**What needs to be done**
Everything from the first line below through the line with "- Catalog entries" is to be transcribed exactly, and nothing past it.

**Exercise material**
☆ ☆ ☆ ☆
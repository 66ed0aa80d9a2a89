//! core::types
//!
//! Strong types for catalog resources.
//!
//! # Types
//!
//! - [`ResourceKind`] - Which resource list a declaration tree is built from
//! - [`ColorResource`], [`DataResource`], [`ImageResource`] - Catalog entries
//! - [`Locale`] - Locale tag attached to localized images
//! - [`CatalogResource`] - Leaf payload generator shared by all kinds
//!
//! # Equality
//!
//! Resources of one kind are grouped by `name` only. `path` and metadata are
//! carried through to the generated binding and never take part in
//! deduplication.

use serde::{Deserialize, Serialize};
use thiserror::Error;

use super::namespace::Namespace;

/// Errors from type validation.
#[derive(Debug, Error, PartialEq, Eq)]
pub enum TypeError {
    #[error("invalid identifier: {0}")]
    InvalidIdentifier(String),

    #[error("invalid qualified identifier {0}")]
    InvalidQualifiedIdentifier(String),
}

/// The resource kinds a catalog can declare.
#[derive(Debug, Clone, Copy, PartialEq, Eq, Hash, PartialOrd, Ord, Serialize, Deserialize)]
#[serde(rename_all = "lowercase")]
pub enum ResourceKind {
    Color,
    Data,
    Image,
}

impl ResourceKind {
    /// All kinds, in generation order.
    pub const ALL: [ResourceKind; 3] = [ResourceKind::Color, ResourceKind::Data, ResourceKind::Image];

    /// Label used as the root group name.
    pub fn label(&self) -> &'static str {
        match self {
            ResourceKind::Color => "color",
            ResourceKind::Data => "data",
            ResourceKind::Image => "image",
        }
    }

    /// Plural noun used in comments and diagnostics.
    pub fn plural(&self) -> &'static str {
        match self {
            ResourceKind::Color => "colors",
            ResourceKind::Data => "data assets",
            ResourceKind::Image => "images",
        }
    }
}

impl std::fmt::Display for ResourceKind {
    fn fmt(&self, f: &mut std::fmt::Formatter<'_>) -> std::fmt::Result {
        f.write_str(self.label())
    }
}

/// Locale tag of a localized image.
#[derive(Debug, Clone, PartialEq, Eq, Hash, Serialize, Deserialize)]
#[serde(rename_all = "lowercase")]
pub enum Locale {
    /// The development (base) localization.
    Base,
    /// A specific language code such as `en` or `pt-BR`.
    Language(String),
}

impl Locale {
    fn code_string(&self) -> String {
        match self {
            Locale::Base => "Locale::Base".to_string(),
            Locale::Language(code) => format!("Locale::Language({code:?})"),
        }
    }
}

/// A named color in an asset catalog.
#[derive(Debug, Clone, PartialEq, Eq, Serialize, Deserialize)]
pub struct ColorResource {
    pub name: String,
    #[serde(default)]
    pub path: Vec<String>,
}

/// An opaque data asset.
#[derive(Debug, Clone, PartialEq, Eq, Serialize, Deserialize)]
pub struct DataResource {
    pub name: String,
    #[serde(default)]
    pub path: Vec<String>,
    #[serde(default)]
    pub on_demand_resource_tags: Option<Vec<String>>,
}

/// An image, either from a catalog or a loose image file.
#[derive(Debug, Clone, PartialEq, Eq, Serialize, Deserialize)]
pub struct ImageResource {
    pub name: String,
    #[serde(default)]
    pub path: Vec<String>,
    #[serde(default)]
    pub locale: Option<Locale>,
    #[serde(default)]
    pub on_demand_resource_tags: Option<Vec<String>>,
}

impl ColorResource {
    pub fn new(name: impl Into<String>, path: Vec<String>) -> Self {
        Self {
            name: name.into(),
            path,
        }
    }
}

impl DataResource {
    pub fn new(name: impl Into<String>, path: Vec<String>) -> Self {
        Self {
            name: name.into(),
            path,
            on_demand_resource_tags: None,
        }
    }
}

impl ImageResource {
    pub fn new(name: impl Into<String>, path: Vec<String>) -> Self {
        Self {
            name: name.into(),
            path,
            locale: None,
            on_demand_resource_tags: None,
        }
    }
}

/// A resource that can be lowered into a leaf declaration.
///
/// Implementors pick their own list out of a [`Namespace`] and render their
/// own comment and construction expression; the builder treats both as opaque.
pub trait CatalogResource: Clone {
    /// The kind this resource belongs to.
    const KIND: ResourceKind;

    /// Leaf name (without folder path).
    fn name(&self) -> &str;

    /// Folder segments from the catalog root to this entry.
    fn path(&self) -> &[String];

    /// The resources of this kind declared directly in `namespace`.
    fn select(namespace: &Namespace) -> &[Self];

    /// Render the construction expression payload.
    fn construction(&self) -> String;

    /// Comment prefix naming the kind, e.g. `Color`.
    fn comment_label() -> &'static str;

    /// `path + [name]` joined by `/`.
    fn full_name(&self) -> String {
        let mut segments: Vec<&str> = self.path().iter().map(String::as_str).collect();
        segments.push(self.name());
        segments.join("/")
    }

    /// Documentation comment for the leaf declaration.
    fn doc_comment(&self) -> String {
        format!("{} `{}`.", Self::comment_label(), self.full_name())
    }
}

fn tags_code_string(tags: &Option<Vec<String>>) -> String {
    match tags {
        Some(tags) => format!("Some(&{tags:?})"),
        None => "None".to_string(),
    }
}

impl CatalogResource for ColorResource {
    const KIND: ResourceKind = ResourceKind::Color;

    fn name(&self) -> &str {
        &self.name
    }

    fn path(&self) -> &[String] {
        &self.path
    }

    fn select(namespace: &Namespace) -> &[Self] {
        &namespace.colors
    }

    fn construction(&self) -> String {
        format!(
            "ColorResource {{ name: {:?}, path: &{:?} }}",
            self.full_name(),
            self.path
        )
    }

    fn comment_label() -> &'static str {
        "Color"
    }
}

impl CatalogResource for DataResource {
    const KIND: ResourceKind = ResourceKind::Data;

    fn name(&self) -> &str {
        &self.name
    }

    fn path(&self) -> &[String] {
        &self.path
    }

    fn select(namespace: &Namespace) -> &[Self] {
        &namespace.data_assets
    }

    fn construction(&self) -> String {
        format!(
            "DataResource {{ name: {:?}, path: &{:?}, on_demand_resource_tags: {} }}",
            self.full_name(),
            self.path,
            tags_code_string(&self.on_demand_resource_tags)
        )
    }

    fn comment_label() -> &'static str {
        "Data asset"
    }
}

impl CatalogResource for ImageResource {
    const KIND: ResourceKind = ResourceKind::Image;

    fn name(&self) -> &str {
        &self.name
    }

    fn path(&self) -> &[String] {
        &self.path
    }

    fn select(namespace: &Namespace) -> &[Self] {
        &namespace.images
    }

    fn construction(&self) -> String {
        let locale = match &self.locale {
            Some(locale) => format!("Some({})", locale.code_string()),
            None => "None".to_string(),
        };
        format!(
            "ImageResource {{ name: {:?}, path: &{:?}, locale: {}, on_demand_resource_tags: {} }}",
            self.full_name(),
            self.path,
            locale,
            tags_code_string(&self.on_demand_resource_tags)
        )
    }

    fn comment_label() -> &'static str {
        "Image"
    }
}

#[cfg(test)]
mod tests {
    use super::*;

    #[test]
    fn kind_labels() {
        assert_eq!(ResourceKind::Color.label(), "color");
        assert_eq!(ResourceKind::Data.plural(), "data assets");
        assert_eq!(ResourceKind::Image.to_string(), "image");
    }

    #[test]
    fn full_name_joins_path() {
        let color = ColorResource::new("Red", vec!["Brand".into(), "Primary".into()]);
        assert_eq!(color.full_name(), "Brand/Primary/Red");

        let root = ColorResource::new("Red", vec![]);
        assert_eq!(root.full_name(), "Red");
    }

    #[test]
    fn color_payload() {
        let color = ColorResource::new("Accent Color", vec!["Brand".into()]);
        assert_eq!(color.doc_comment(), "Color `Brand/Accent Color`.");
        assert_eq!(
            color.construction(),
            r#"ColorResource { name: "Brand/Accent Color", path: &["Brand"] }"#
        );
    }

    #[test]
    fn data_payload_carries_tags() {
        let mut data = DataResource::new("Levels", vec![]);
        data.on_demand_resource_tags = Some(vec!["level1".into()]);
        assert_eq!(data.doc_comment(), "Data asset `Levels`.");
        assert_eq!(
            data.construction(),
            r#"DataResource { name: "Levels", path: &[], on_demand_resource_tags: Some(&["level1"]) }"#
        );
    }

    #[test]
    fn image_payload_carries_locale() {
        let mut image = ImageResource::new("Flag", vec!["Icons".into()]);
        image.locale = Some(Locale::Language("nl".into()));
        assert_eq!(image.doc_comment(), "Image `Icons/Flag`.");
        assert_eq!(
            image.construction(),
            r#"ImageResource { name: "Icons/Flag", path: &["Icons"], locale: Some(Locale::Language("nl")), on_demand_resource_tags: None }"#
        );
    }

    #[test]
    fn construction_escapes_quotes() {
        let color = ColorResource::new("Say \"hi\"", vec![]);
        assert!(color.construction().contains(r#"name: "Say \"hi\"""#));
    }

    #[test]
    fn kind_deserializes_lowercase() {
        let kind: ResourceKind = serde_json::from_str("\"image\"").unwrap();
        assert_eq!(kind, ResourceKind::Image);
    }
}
☆ ☆ ☆ ☆
**Answer section**
repository 66ed0aa80d9a2a89
//! core::types
//!
//! Strong types for catalog resources.
//!
//! # Types
//!
//! - [`ResourceKind`] - Which resource list a declaration tree is built from
//! - [`ColorResource`], [`DataResource`], [`ImageResource`] - Catalog entries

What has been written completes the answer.